After Bridget Loves Bernie, the actor guest-starred on shows including McMillan & Wife, Bronk and Medical Center and portrayed John Quincy Adams in the 1976 PBS miniseries The Adams Chronicles.
Serpico lasted just 16 episodes before it was canceled in 1977, and his St. Elsewhere character was nowhere to be seen when the show returned for its second season.
In the 1980s, Birney made it back to Broadway to portray Antonio Salieri (as a replacement for Ian McKellen) in Amadeus; played a magazine reporter in the Aaron Spelling-produced ABC series Glitter; and wrote and starred alongside Baxter in The Diaries of Adam and Eve, adapted from the writings of Mark Twain. (He would appear in that onstage for many years afterward.)

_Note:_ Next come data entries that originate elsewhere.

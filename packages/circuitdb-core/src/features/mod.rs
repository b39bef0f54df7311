//! Feature modules, leaves first:
//! identity -> technology -> records -> usage -> snapshot -> database

pub mod database;
pub mod identity;
pub mod records;
pub mod snapshot;
pub mod technology;
pub mod usage;
//! Cell snapshot encoder

use std::collections::HashMap;
use std::io::Write;

use byteorder::{LittleEndian, WriteBytesExt};
use circuitdb_core::features::identity::{ArcProtoKey, PrimitiveNodeKey, TechKey};
use circuitdb_core::{
    ArcEnd, CellBackup, CellId, IdManager, ImmutableArcInst, ImmutableCell, ImmutableExport,
    ImmutableNodeInst, NodeProtoId, PortProtoId, TechId,
};
use tracing::debug;

use super::codec::{
    write_bool, write_count, write_point, write_str, write_vars, PORT_EXPORT, PORT_PRIMITIVE,
    PROTO_CELL, PROTO_PRIMITIVE,
};
use crate::error::{Result, StorageError};

/// Technologies and cells referenced by one snapshot, in first-seen order
#[derive(Default)]
struct IdTable {
    techs: Vec<TechKey>,
    tech_slots: HashMap<u32, u32>,
    cells: Vec<CellId>,
    cell_slots: HashMap<u32, u32>,
}

impl IdTable {
    fn collect(ids: &IdManager, backup: &CellBackup) -> Result<Self> {
        let mut table = IdTable::default();
        table.add_cell(backup.cell_id());
        if let Some(tech) = &backup.cell().tech_id {
            table.add_tech(tech);
        }
        for node in backup.nodes().iter() {
            match &node.proto_id {
                NodeProtoId::Primitive(p) => table.add_tech_index(ids, p.tech_index())?,
                NodeProtoId::Cell(c) => table.add_cell(c),
            }
        }
        for arc in backup.arcs().iter() {
            table.add_tech_index(ids, arc.proto_id.tech_index())?;
            table.add_port(ids, &arc.tail.port_id)?;
            table.add_port(ids, &arc.head.port_id)?;
        }
        for export in backup.exports().iter() {
            table.add_port(ids, &export.original_port_id)?;
        }
        Ok(table)
    }

    fn add_tech(&mut self, tech: &TechId) {
        if !self.tech_slots.contains_key(&tech.tech_index()) {
            self.tech_slots
                .insert(tech.tech_index(), self.techs.len() as u32);
            self.techs.push(TechKey::of(tech));
        }
    }

    fn add_tech_index(&mut self, ids: &IdManager, tech_index: u32) -> Result<()> {
        if self.tech_slots.contains_key(&tech_index) {
            return Ok(());
        }
        let tech = ids.tech_id(tech_index).ok_or_else(|| {
            StorageError::resolution(format!("technology #{} is not registered", tech_index))
        })?;
        self.add_tech(&tech);
        Ok(())
    }

    fn add_cell(&mut self, cell: &CellId) {
        if !self.cell_slots.contains_key(&cell.cell_index()) {
            self.cell_slots
                .insert(cell.cell_index(), self.cells.len() as u32);
            self.cells.push(cell.clone());
        }
    }

    fn add_port(&mut self, ids: &IdManager, port: &PortProtoId) -> Result<()> {
        match port {
            PortProtoId::Primitive(p) => self.add_tech_index(ids, p.node().tech_index()),
            PortProtoId::Export(e) => {
                let parent = e.parent().ok_or_else(|| {
                    StorageError::resolution(format!("{:?} has no live parent cell", e))
                })?;
                self.add_cell(&parent);
                Ok(())
            }
        }
    }

    fn tech_slot(&self, tech_index: u32) -> Result<u32> {
        self.tech_slots.get(&tech_index).copied().ok_or_else(|| {
            StorageError::resolution(format!("technology #{} missing from id table", tech_index))
        })
    }

    fn cell_slot(&self, cell_index: u32) -> Result<u32> {
        self.cell_slots.get(&cell_index).copied().ok_or_else(|| {
            StorageError::resolution(format!("cell #{} missing from id table", cell_index))
        })
    }

    fn write<W: Write>(&self, out: &mut W) -> Result<()> {
        write_count(out, self.techs.len())?;
        for tech in &self.techs {
            write_str(out, &tech.tech_name)?;
        }
        write_count(out, self.cells.len())?;
        for cell in &self.cells {
            write_str(out, &cell.key().lib_name)?;
            write_str(out, &cell.key().cell_name)?;
            let exports = cell.export_ids();
            write_count(out, exports.len())?;
            for export in &exports {
                write_str(out, export.external_id())?;
            }
        }
        Ok(())
    }
}

/// Encodes cell snapshots into the binary stream format
pub struct SnapshotWriter<'a> {
    ids: &'a IdManager,
}

impl<'a> SnapshotWriter<'a> {
    pub fn new(ids: &'a IdManager) -> Self {
        Self { ids }
    }

    /// Write `backup` as one self-contained record
    pub fn write_cell_backup<W: Write>(&self, out: &mut W, backup: &CellBackup) -> Result<()> {
        let table = IdTable::collect(self.ids, backup)?;
        table.write(out)?;

        self.write_cell(out, &table, backup.cell())?;
        out.write_i64::<LittleEndian>(backup.revision())?;
        write_bool(out, backup.is_modified())?;

        write_count(out, backup.nodes().len())?;
        for node in backup.nodes().iter() {
            self.write_node(out, &table, node)?;
        }
        write_count(out, backup.arcs().len())?;
        for arc in backup.arcs().iter() {
            self.write_arc(out, &table, arc)?;
        }
        write_count(out, backup.exports().len())?;
        for export in backup.exports().iter() {
            self.write_export(out, &table, export)?;
        }
        out.write_u32::<LittleEndian>(backup.defined_exports_length())?;

        debug!(
            cell = %backup.cell_id().key(),
            revision = backup.revision(),
            nodes = backup.nodes().len(),
            arcs = backup.arcs().len(),
            exports = backup.exports().len(),
            deleted_exports = backup.deleted_exports().count_ones(),
            "wrote cell snapshot"
        );
        Ok(())
    }

    /// Encode into a fresh buffer
    pub fn to_bytes(&self, backup: &CellBackup) -> Result<Vec<u8>> {
        let mut buf = Vec::new();
        self.write_cell_backup(&mut buf, backup)?;
        Ok(buf)
    }

    fn write_cell<W: Write>(&self, out: &mut W, table: &IdTable, cell: &ImmutableCell) -> Result<()> {
        write_str(out, cell.cell_name.as_str())?;
        match &cell.tech_id {
            Some(tech) => {
                write_bool(out, true)?;
                out.write_u32::<LittleEndian>(table.tech_slot(tech.tech_index())?)?;
            }
            None => write_bool(out, false)?,
        }
        out.write_i64::<LittleEndian>(cell.creation_date)?;
        out.write_i64::<LittleEndian>(cell.revision_date)?;
        out.write_u32::<LittleEndian>(cell.flags)?;
        write_vars(out, &cell.vars)
    }

    fn write_node<W: Write>(&self, out: &mut W, table: &IdTable, node: &ImmutableNodeInst) -> Result<()> {
        out.write_u32::<LittleEndian>(node.node_id.0)?;
        match &node.proto_id {
            NodeProtoId::Primitive(p) => {
                let key = PrimitiveNodeKey::of(self.ids, p)?;
                out.write_u8(PROTO_PRIMITIVE)?;
                out.write_u32::<LittleEndian>(table.tech_slot(p.tech_index())?)?;
                write_str(out, &key.name)?;
            }
            NodeProtoId::Cell(c) => {
                out.write_u8(PROTO_CELL)?;
                out.write_u32::<LittleEndian>(table.cell_slot(c.cell_index())?)?;
            }
        }
        write_str(out, node.name.as_str())?;
        write_point(out, node.anchor)?;
        out.write_u8(node.orient.code())?;
        write_point(out, node.size)?;
        out.write_u32::<LittleEndian>(node.flags)?;
        write_vars(out, &node.vars)
    }

    fn write_arc<W: Write>(&self, out: &mut W, table: &IdTable, arc: &ImmutableArcInst) -> Result<()> {
        let key = ArcProtoKey::of(self.ids, &arc.proto_id)?;
        out.write_u32::<LittleEndian>(arc.arc_id.0)?;
        out.write_u32::<LittleEndian>(table.tech_slot(arc.proto_id.tech_index())?)?;
        write_str(out, &key.name)?;
        write_str(out, arc.name.as_str())?;
        self.write_end(out, table, &arc.tail)?;
        self.write_end(out, table, &arc.head)?;
        out.write_i64::<LittleEndian>(arc.width)?;
        out.write_u32::<LittleEndian>(arc.flags)?;
        write_vars(out, &arc.vars)
    }

    fn write_end<W: Write>(&self, out: &mut W, table: &IdTable, end: &ArcEnd) -> Result<()> {
        out.write_u32::<LittleEndian>(end.node_id.0)?;
        self.write_port(out, table, &end.port_id)?;
        write_point(out, end.location)
    }

    fn write_export<W: Write>(&self, out: &mut W, table: &IdTable, export: &ImmutableExport) -> Result<()> {
        out.write_u32::<LittleEndian>(export.export_id.chron_index())?;
        write_str(out, export.name.as_str())?;
        out.write_u32::<LittleEndian>(export.original_node_id.0)?;
        self.write_port(out, table, &export.original_port_id)?;
        out.write_u8(export.characteristic.code())?;
        write_bool(out, export.always_drawn)?;
        write_bool(out, export.body_only)?;
        write_vars(out, &export.vars)
    }

    fn write_port<W: Write>(&self, out: &mut W, table: &IdTable, port: &PortProtoId) -> Result<()> {
        match port {
            PortProtoId::Primitive(p) => {
                let node = p.node();
                out.write_u8(PORT_PRIMITIVE)?;
                out.write_u32::<LittleEndian>(table.tech_slot(node.tech_index())?)?;
                write_str(out, node.name())?;
                out.write_u32::<LittleEndian>(p.chron_index())?;
            }
            PortProtoId::Export(e) => {
                out.write_u8(PORT_EXPORT)?;
                out.write_u32::<LittleEndian>(table.cell_slot(e.parent_index())?)?;
                out.write_u32::<LittleEndian>(e.chron_index())?;
            }
        }
        Ok(())
    }
}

He also portrayed an L.A. news anchor on Live Shot, a drama for the fledgling UPN network, in 1995; showed up on Star Trek: Deep Space Nine in ’98; and made his final onscreen appearance on a 2007 episode of Without a Trace.
Survivors include his children with Baxter, Kate and twins Mollie and Peter.
A previous version of this story misstated the day Birney died as Friday, April 29. He died April 27.